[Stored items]

• • • • • • •

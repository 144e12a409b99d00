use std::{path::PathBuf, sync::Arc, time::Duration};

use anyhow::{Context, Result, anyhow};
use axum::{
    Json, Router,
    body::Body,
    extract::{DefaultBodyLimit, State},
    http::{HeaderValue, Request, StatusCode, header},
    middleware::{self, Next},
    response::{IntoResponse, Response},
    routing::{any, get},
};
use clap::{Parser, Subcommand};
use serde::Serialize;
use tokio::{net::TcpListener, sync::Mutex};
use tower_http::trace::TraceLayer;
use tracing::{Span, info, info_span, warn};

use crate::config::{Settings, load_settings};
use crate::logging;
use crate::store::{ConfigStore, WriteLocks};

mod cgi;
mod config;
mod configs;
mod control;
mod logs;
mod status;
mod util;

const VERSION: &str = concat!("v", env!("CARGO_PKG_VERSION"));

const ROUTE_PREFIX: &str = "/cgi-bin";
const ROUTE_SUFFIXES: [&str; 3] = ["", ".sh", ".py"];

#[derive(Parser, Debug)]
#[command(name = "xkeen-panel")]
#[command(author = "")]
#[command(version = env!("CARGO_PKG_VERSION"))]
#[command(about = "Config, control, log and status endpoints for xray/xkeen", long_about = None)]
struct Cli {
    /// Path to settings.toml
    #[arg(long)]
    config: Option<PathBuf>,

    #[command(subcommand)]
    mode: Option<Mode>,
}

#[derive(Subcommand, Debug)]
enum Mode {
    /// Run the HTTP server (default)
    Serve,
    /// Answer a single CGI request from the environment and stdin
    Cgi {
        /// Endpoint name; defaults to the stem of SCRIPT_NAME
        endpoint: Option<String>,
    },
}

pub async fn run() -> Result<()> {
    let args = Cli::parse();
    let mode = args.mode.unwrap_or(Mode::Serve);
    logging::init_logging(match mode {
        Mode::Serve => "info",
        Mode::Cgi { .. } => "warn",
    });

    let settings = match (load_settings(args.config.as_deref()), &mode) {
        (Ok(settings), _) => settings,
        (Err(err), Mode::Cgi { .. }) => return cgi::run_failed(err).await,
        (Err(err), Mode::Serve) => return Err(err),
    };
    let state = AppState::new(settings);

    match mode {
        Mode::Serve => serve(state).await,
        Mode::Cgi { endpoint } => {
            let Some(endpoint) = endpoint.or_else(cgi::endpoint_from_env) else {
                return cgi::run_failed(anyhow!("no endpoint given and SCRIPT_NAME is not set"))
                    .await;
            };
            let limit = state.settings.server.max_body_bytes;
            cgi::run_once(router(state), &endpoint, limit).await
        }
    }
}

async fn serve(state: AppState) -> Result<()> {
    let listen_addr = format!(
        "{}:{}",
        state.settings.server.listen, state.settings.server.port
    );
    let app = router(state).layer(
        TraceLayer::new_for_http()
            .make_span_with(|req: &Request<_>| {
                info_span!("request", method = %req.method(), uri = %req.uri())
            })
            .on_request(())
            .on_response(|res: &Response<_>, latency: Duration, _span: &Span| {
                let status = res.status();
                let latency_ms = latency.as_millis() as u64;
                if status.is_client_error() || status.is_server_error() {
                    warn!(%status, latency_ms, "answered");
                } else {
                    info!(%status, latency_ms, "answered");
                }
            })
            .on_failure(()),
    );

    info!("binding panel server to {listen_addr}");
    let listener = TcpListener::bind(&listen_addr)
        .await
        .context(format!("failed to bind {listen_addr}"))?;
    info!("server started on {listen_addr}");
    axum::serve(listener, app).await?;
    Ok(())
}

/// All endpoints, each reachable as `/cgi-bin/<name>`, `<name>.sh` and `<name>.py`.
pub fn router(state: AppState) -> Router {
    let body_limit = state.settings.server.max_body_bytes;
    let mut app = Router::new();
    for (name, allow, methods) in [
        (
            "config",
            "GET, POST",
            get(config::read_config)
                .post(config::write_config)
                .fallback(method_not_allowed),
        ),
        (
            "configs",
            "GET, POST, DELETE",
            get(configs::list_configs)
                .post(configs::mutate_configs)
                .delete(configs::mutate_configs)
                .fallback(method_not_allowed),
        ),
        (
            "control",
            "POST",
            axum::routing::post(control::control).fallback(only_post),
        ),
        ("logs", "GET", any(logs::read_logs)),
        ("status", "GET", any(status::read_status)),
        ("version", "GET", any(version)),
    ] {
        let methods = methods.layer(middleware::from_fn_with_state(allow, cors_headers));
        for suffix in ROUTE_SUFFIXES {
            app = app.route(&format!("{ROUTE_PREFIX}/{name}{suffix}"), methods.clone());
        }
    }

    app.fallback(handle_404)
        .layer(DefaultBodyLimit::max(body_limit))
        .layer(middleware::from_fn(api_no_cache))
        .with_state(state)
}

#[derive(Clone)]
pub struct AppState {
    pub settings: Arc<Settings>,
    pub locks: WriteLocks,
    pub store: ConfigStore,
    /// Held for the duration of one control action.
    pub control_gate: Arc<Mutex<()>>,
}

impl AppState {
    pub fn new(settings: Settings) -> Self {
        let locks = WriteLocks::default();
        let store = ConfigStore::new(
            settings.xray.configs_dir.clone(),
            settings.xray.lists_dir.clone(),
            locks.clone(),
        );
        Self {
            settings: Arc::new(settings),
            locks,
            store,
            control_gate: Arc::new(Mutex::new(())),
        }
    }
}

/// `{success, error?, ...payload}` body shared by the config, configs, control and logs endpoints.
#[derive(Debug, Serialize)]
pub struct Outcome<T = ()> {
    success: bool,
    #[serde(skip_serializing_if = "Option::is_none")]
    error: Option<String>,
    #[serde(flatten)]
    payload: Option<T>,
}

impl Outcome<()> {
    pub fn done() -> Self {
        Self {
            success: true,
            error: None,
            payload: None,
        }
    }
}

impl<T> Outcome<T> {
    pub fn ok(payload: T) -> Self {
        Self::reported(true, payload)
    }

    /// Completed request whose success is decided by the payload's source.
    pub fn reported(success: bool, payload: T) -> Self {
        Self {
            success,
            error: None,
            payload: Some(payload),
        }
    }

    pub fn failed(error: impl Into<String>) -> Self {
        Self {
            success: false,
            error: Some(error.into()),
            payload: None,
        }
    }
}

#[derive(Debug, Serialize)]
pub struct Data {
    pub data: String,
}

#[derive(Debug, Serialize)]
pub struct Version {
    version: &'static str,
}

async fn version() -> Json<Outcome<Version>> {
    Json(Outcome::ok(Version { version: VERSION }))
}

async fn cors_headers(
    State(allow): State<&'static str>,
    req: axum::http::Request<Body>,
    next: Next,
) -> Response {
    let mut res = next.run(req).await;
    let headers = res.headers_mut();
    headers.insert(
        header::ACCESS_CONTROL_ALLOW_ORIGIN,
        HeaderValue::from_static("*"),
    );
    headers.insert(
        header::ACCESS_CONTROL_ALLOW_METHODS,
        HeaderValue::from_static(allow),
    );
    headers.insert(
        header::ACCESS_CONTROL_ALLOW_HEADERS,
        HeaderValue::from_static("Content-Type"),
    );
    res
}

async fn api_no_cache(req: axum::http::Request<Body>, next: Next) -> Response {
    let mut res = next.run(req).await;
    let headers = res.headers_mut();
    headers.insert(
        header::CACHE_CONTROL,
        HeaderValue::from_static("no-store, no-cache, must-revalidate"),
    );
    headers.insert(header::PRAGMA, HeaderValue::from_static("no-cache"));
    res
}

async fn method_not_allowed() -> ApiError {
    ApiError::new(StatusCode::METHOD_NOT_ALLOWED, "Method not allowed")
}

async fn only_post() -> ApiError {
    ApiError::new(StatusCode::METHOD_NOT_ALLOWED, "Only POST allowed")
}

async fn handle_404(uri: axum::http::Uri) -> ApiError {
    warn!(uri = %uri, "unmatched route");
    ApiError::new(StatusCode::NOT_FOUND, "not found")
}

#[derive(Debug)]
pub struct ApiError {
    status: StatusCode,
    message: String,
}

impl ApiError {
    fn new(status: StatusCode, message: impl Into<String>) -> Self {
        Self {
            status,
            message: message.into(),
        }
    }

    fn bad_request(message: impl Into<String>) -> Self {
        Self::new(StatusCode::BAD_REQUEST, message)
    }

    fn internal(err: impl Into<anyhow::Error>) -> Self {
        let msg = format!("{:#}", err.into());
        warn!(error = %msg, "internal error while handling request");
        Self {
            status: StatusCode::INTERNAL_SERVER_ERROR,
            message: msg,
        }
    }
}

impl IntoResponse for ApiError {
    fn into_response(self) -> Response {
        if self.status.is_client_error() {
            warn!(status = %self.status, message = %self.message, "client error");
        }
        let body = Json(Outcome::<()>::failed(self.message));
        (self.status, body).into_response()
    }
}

• • • • • • •

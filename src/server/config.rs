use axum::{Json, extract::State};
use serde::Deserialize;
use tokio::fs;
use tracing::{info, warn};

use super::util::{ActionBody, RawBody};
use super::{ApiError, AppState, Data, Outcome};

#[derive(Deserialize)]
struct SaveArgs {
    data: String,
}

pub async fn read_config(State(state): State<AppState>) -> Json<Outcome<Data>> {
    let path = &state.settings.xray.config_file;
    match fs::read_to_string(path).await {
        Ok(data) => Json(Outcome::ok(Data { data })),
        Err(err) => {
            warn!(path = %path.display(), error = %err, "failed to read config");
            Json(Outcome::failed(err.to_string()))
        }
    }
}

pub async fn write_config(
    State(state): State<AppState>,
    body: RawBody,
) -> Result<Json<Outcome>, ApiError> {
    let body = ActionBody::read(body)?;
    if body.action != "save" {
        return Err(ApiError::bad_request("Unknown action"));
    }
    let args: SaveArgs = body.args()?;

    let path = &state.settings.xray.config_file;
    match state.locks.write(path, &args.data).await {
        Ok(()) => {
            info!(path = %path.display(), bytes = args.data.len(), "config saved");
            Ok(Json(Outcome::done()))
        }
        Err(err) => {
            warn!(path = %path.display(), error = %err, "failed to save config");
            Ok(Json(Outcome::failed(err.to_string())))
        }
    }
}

• • • • • • •

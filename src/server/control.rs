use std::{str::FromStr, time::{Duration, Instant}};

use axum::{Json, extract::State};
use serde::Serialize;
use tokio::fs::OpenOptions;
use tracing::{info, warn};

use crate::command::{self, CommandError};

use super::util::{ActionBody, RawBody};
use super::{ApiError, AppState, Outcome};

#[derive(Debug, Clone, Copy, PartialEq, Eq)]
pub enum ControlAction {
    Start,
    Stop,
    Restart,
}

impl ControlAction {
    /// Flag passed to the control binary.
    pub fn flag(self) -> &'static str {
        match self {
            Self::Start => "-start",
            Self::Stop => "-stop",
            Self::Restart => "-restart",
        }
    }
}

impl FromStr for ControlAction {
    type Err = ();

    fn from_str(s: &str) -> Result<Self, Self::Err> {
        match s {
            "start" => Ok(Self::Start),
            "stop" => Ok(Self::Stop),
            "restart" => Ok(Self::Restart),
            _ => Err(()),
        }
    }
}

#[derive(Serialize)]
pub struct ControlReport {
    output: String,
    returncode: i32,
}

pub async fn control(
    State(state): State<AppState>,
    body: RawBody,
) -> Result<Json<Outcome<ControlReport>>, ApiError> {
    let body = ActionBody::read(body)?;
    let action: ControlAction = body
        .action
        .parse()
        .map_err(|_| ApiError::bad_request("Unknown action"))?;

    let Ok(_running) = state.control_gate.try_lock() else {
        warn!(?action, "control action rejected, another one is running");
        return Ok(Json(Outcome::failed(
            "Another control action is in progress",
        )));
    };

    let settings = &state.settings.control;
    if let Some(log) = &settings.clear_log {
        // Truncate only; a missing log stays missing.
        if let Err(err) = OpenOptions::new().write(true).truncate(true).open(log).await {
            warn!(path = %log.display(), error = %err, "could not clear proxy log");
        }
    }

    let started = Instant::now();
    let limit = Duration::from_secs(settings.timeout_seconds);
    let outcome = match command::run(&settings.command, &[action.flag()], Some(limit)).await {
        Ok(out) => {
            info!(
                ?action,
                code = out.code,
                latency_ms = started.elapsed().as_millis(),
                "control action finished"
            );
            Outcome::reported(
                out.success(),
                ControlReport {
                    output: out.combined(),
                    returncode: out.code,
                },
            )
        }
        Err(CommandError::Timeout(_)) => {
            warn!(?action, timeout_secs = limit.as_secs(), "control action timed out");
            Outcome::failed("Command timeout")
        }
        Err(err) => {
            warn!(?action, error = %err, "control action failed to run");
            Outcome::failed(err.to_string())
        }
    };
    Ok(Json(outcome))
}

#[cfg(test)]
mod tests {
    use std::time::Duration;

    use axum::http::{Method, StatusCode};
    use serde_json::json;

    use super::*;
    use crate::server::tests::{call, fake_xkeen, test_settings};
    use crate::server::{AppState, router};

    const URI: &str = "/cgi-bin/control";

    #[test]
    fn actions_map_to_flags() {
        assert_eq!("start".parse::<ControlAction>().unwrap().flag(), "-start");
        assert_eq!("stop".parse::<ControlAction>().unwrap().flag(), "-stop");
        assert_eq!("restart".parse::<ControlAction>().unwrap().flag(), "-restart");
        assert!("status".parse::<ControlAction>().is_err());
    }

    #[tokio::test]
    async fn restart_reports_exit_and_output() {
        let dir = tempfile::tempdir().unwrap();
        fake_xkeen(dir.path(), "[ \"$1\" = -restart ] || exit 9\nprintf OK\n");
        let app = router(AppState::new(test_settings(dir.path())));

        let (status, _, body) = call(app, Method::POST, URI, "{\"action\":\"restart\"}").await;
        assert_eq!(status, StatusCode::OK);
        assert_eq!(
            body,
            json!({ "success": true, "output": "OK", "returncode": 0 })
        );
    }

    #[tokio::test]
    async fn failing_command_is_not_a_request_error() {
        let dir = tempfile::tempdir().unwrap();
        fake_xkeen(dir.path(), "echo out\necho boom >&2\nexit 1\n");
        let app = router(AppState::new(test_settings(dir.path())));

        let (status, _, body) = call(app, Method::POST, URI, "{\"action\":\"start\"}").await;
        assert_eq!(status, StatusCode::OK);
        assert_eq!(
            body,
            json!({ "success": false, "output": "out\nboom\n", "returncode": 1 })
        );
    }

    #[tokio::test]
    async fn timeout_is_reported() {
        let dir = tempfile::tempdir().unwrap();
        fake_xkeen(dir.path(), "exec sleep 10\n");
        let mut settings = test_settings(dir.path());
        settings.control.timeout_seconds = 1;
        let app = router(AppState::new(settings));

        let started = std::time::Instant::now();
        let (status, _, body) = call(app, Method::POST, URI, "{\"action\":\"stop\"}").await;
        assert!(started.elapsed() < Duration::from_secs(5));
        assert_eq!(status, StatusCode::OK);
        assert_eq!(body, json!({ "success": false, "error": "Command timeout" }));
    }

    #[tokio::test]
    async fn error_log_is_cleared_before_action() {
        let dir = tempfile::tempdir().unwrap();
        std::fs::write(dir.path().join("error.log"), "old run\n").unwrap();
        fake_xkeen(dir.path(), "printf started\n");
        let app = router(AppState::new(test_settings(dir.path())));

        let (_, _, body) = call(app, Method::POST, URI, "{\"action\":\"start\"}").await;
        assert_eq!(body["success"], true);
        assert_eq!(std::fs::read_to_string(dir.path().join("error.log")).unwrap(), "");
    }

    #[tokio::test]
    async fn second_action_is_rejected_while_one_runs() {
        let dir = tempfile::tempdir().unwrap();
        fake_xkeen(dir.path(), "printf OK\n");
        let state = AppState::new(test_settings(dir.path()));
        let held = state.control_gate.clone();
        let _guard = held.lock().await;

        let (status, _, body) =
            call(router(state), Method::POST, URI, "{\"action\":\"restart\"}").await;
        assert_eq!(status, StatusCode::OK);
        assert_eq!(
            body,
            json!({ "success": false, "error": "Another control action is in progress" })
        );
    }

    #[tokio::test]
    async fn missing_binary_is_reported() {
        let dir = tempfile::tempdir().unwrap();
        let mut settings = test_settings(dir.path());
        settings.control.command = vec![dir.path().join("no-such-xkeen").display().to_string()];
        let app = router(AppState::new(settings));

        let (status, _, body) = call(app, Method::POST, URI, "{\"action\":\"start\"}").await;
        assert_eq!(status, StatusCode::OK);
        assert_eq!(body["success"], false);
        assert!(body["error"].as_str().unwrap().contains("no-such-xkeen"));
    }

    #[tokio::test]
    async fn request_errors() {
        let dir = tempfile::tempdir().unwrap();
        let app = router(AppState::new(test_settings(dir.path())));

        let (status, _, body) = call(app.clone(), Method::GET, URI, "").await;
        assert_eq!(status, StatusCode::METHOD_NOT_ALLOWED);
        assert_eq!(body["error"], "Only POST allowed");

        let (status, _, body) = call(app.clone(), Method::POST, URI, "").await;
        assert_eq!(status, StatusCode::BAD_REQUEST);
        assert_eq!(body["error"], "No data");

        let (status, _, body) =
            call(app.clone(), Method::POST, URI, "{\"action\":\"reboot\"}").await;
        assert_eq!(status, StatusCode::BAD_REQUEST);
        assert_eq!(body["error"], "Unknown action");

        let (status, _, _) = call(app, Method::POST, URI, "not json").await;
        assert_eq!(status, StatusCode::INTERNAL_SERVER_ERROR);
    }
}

• • • • • • •

Directions:
The required output is every line above from the one with "pub struct ApiError" down to the one with "fn into_response(self) ->", restated word for word, ends included.

Task response:
pub struct ApiError {
    status: StatusCode,
    message: String,
}

impl ApiError {
    fn new(status: StatusCode, message: impl Into<String>) -> Self {
        Self {
            status,
            message: message.into(),
        }
    }

    fn bad_request(message: impl Into<String>) -> Self {
        Self::new(StatusCode::BAD_REQUEST, message)
    }

    fn internal(err: impl Into<anyhow::Error>) -> Self {
        let msg = format!("{:#}", err.into());
        warn!(error = %msg, "internal error while handling request");
        Self {
            status: StatusCode::INTERNAL_SERVER_ERROR,
            message: msg,
        }
    }
}

impl IntoResponse for ApiError {
    fn into_response(self) -> Response {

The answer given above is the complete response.